DLV.

Publié le 21 Mars 2014

Un des candidats malheureux (ils le sont tous) aux futures élections municipales nous promettait le retour des pièces de boulevard (parisien) au Théâtre des Arts. Je m’en suis amusé. Mal m’en a pris. Une vieille connaissance avec qui je voulais partager mon hilarité (sans parler de ma consternation) m’a répondu qu’au contraire, c’était une bonne idée. Et d’arguer que moi, qui ne trouvait rien de concret dans les propositions des candidats, c’en était une. Et d’ajouter que oui, s’il y avait de bonnes pièces de théâtre aux Arts, elle, elle irait.

Cette vieille amie affiche mon âge. Ne sort pas le soir et jamais loin. Donc me dit-elle, je ne vais plus jamais de théâtre. Et de me rappeler qu’il y avait autrefois du théâtre à Rouen. Elle compte pour rien les Deux Rives et si elle s’aventure à Charles-Dullin, le dimanche après-midi, c’est comme partir en Russie. Du temps du p’tit père Staline ! Que voulez-vous, elle va avoir 83 ans. Merci de ne pas lui en vouloir. De durer et de donner son avis.

D’autant que, le temps passant, on change. Vous aussi, vous avez remarqué ? Il y a une quarantaine d’années, je la connaissais déjà. Elle a encore une excellente mémoire, aidée, pardi, par la manie de ne rien jeter. Tickets, programmes, elle garde tout. Redoutable. Ainsi me rappelle-t-elle que nous avons vu, en janvier 1978, donc aux Arts, L’Idiote de Marcel Achard avec Dany Carrel. Comme je proteste, elle ajoute, que deux mois tard, au même endroit, nous applaudissions Charles Dumont dans un récital. Aucun souvenir de ça ! Et je prie de croire mes lecteurs, que jamais, au grand jamais. Ou si oui, je devais être amoureux.

Toujours dans ses cartons, elle exhibe aussi (encore 78) un récital de Lili Laskine à Sainte-Croix des Pelletiers. Et que, précision historique, la star fit faux bond, ne vint pas et nous fûmes remboursés. En l’occurrence : je fus remboursé. Ça oui, je veux bien m’en souvenir. Lili Laskine, c’est plus chic. Comme lorsqu’elle ressuscite du même carton millésimé, un concert à la faculté des Lettres avec Thrène d’André Boucourechliev. Vraiment ? Il faut le croire.

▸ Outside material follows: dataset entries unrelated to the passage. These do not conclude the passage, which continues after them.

//! Combat encounter state.

use serde::{Deserialize, Serialize};
use std::collections::BTreeMap;
use uuid::Uuid;

use crate::entities::{Actor, NpcProfile};
use crate::mechanics::InitiativeRoll;

/// Unique identifier for a combat encounter.
#[derive(Debug, Clone, Copy, PartialEq, Eq, Hash, Serialize, Deserialize)]
pub struct EncounterId(pub Uuid);

impl EncounterId {
    pub fn new() -> Self {
        Self(Uuid::new_v4())
    }
}

impl Default for EncounterId {
    fn default() -> Self {
        Self::new()
    }
}

impl std::fmt::Display for EncounterId {
    fn fmt(&self, f: &mut std::fmt::Formatter<'_>) -> std::fmt::Result {
        write!(f, "{}", self.0)
    }
}

/// State of an active encounter. The default value is "no combat".
#[derive(Debug, Clone, PartialEq, Eq, Default, Serialize, Deserialize)]
pub struct CombatState {
    pub active: bool,

    pub encounter_id: Option<EncounterId>,

    /// Starts at 1; incremented each time the order cycles back to the bookend.
    pub round_number: u32,

    /// DM bookend first, then PCs and `dm:<npc>` slots in initiative order.
    pub initiative_order: Vec<Actor>,

    /// Actor identifier -> resolved roll. Display only once the order is fixed.
    pub initiative_rolls: BTreeMap<String, InitiativeRoll>,

    /// Exploration queue at combat start, restored verbatim on end.
    pub original_turn_queue: Vec<Actor>,

    /// NPC name -> live combat profile.
    pub npc_profiles: BTreeMap<String, NpcProfile>,
}

impl CombatState {
    /// Get an NPC profile by name.
    pub fn npc_profile(&self, name: &str) -> Option<&NpcProfile> {
        self.npc_profiles.get(name)
    }

    /// Get a mutable NPC profile by name.
    pub fn npc_profile_mut(&mut self, name: &str) -> Option<&mut NpcProfile> {
        self.npc_profiles.get_mut(name)
    }

    /// The resolved roll for an actor, if it rolled.
    pub fn roll_for(&self, actor: &Actor) -> Option<&InitiativeRoll> {
        self.initiative_rolls.get(&actor.as_string())
    }

    /// NPC slots in the initiative order.
    pub fn npc_actors(&self) -> impl Iterator<Item = &Actor> {
        self.initiative_order.iter().filter(|a| a.is_npc())
    }

    /// Player characters that were in the party when combat started.
    pub fn party(&self) -> impl Iterator<Item = &Actor> {
        self.original_turn_queue.iter().filter(|a| a.is_player())
    }

    pub fn position_of(&self, actor: &Actor) -> Option<usize> {
        self.initiative_order.iter().position(|a| a == actor)
    }
}

#[cfg(test)]
mod tests {
    use super::*;
    use crate::entities::CombatParticipant;

    #[test]
    fn test_default_is_inactive() {
        let combat = CombatState::default();
        assert!(!combat.active);
        assert_eq!(combat.round_number, 0);
        assert!(combat.encounter_id.is_none());
        assert!(combat.initiative_order.is_empty());
    }

    #[test]
    fn test_lookups() {
        let mut combat = CombatState {
            active: true,
            round_number: 1,
            initiative_order: vec![
                Actor::DungeonMaster,
                Actor::npc("goblin_1"),
                Actor::player("aldric"),
            ],
            original_turn_queue: vec![Actor::DungeonMaster, Actor::player("aldric")],
            ..Default::default()
        };
        combat.npc_profiles.insert(
            "goblin_1".to_string(),
            NpcProfile::from(&CombatParticipant::new("goblin_1", 7)),
        );

        assert_eq!(combat.position_of(&Actor::player("aldric")), Some(2));
        assert_eq!(combat.npc_actors().count(), 1);
        assert_eq!(combat.party().collect::<Vec<_>>(), vec![&Actor::player("aldric")]);
        assert!(combat.npc_profile("goblin_1").is_some());
        assert!(combat.npc_profile("goblin_2").is_none());

        combat.npc_profile_mut("goblin_1").unwrap().apply_damage(3);
        assert_eq!(combat.npc_profile("goblin_1").unwrap().hp_current, 4);
    }
}
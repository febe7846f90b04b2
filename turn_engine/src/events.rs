//! Commands into the engine and events out of it.
//!
//! The DM's decision to start or end a fight arrives as an explicit
//! [`CombatCommand`]; how the narrative layer arrived at it is not this
//! crate's concern. [`TurnEvent`]s describe observable transitions for the
//! UI and log collaborators.

use game_rules::{Actor, CombatParticipant, DieRoller, EncounterId, GameState, SessionConfig};
use serde::{Deserialize, Serialize};

use crate::combat::{end_combat, start_combat, CombatError, CombatSummary};
use crate::turn_queue::TurnStep;

/// A combat-control command issued by the DM.
///
/// Tool-call JSON form: `{"command": "start_combat", "participants": [...]}`
/// or `{"command": "end_combat"}`.
#[derive(Debug, Clone, PartialEq, Eq, Serialize, Deserialize)]
#[serde(tag = "command", rename_all = "snake_case")]
pub enum CombatCommand {
    StartCombat { participants: Vec<CombatParticipant> },
    EndCombat,
}

impl CombatCommand {
    /// Parse a command from tool-call arguments.
    pub fn from_json(json: &str) -> Result<Self, serde_json::Error> {
        serde_json::from_str(json)
    }
}

/// Observable transitions of the turn engine.
#[derive(Debug, Clone, PartialEq, Eq, Serialize, Deserialize)]
#[serde(tag = "event", rename_all = "snake_case")]
pub enum TurnEvent {
    CombatStarted {
        encounter_id: Option<EncounterId>,
        initiative_order: Vec<Actor>,
    },
    CombatEnded {
        summary: CombatSummary,
    },
    RoundStarted {
        round: u32,
    },
    TurnPassed {
        actor: Actor,
    },
    ExchangeComplete,
}

impl From<TurnStep> for TurnEvent {
    fn from(step: TurnStep) -> Self {
        match step {
            TurnStep::Continue(actor) | TurnStep::Wrapped(actor) => TurnEvent::TurnPassed { actor },
            TurnStep::RoundStarted { round, .. } => TurnEvent::RoundStarted { round },
            TurnStep::ExchangeComplete => TurnEvent::ExchangeComplete,
        }
    }
}

/// Apply a DM command to the session.
pub fn apply_command<R>(
    state: &mut GameState,
    command: CombatCommand,
    roller: &mut R,
    config: &SessionConfig,
) -> Result<TurnEvent, CombatError>
where
    R: DieRoller + ?Sized,
{
    match command {
        CombatCommand::StartCombat { participants } => {
            let combat = start_combat(state, &participants, roller, config)?;
            Ok(TurnEvent::CombatStarted {
                encounter_id: combat.encounter_id,
                initiative_order: combat.initiative_order.clone(),
            })
        }
        CombatCommand::EndCombat => {
            let summary = end_combat(state)?;
            Ok(TurnEvent::CombatEnded { summary })
        }
    }
}
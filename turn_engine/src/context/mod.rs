//! Turn context - what the narrative layer needs to frame a turn.
//!
//! The router only names the next actor. When that actor is a `dm:<npc>` slot
//! the DM must play it with the NPC's profile instead of generic DM context;
//! this module assembles that framing, the forced resolution directives, and
//! the turn-order rows the UI displays.

mod initiative_display;

pub use initiative_display::*;

use game_rules::{Actor, GameState, NpcProfile};
use serde::{Deserialize, Serialize};

use crate::evaluator::EndCondition;

/// Directive for the DM turn forced by a total party defeat.
pub const PARTY_DEFEATED_DIRECTIVE: &str = "The entire party has fallen. Resolve the encounter now: \
     decide whether the enemies capture, kill, or release the party, and narrate the outcome. \
     Then end combat.";

/// Directive for the DM turn forced by the defeat of every enemy.
pub const ENEMIES_DEFEATED_DIRECTIVE: &str = "Every enemy has been defeated. Narrate the aftermath \
     of the battle and what the party finds. Then end combat.";

/// Resolution directive for a decided encounter.
pub fn resolution_directive(condition: EndCondition) -> &'static str {
    match condition {
        EndCondition::PartyDefeated => PARTY_DEFEATED_DIRECTIVE,
        EndCondition::EnemiesDefeated => ENEMIES_DEFEATED_DIRECTIVE,
    }
}

/// The NPC the DM is playing this turn.
#[derive(Debug, Clone, PartialEq, Eq, Serialize, Deserialize)]
pub struct NpcFraming {
    pub name: String,
    pub hp_current: i32,
    pub hp_max: i32,
    pub ac: i32,
    pub personality: String,
    pub tactics: String,
    /// DM-only knowledge.
    pub secret: Option<String>,
    pub conditions: Vec<String>,
}

impl From<&NpcProfile> for NpcFraming {
    fn from(profile: &NpcProfile) -> Self {
        Self {
            name: profile.name.clone(),
            hp_current: profile.hp_current,
            hp_max: profile.hp_max,
            ac: profile.ac,
            personality: profile.personality.clone(),
            tactics: profile.tactics.clone(),
            secret: profile.secret.clone(),
            conditions: profile.conditions.clone(),
        }
    }
}

/// Everything needed to frame one turn for the acting agent.
#[derive(Debug, Clone, PartialEq, Eq, Serialize, Deserialize)]
pub struct TurnContext {
    /// The routed actor, possibly an NPC slot.
    pub actor: Actor,

    /// The agent that actually acts (the DM for NPC slots).
    pub controller: Actor,

    pub in_combat: bool,

    pub round_number: Option<u32>,

    /// Set when the DM is playing a specific NPC.
    pub npc: Option<NpcFraming>,

    /// Turn order as displayed to players.
    pub turn_order: Vec<InitiativeRow>,

    /// Forced instruction for this turn, if any.
    pub directive: Option<String>,
}

impl TurnContext {
    /// Assemble the context for `actor` taking its turn in `state`.
    pub fn for_actor(state: &GameState, actor: &Actor) -> Self {
        let combat = &state.combat_state;
        let npc = actor
            .npc_name()
            .and_then(|name| combat.npc_profile(name))
            .map(NpcFraming::from);

        Self {
            actor: actor.clone(),
            controller: actor.controller(),
            in_combat: combat.active,
            round_number: combat.active.then_some(combat.round_number),
            npc,
            turn_order: initiative_display(state),
            directive: None,
        }
    }

    /// Attach a forced directive.
    pub fn with_directive(mut self, directive: impl Into<String>) -> Self {
        self.directive = Some(directive.into());
        self
    }

    /// Format the context as a prompt section.
    pub fn to_prompt_string(&self) -> String {
        let mut prompt = String::new();

        if self.in_combat {
            prompt.push_str(&format!(
                "## Combat - Round {}\n",
                self.round_number.unwrap_or(1)
            ));
        } else {
            prompt.push_str("## Exploration\n");
        }
        prompt.push_str(&format!("Acting: {}\n\n", self.actor));

        if let Some(npc) = &self.npc {
            prompt.push_str(&format!("## You are playing {}\n", npc.name));
            prompt.push_str(&format!(
                "HP {}/{}, AC {}\n",
                npc.hp_current, npc.hp_max, npc.ac
            ));
            if !npc.personality.is_empty() {
                prompt.push_str(&format!("Personality: {}\n", npc.personality));
            }
            if !npc.tactics.is_empty() {
                prompt.push_str(&format!("Tactics: {}\n", npc.tactics));
            }
            if let Some(secret) = &npc.secret {
                prompt.push_str(&format!("Secret (never reveal directly): {}\n", secret));
            }
            if !npc.conditions.is_empty() {
                prompt.push_str(&format!("Conditions: {}\n", npc.conditions.join(", ")));
            }
            prompt.push('\n');
        }

        if self.in_combat && !self.turn_order.is_empty() {
            prompt.push_str("## Initiative Order\n");
            for row in &self.turn_order {
                prompt.push_str(&row.to_line());
                prompt.push('\n');
            }
            prompt.push('\n');
        }

        if let Some(directive) = &self.directive {
            prompt.push_str("## Directive\n");
            prompt.push_str(directive);
            prompt.push_str("\n\n");
        }

        prompt
    }
}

Non, ce dont je me souviens : au début de cette même décennie, j’ai vu ici le Grand Magic Circus et les débuts de la locale Pie Rouge avec La Vie de Léon Benoît. Quelle année ? Aucune idée. Il faudrait demander à Anne-Marie. Mais voilà, tous les cartons ne sont pas aussi bavards. Chacun sa mémoire. Pour l’heure, dans son petit appartement, elle me cuisina des pavés de canard (Picard Surgelés) accompagnés de pommes fruits et d’une tarte aux amandes venue de chez Monoprix. Le vin, par moi apporté, mais elle n’en but qu’un demi-verre.

Rentré avec ma bouteille aux trois-quarts pleine. Dans les rues, pas même un clodo pour trinquer. Trinquer à quoi ? Au temps qui passe, à celui qui vient, aux souvenirs des noms qui précédent ? Savez-vous comment se perdent les illusions ? En vidant dans l’évier un Pouilly-sur-Loire 2012 à 9 euros la bouteille.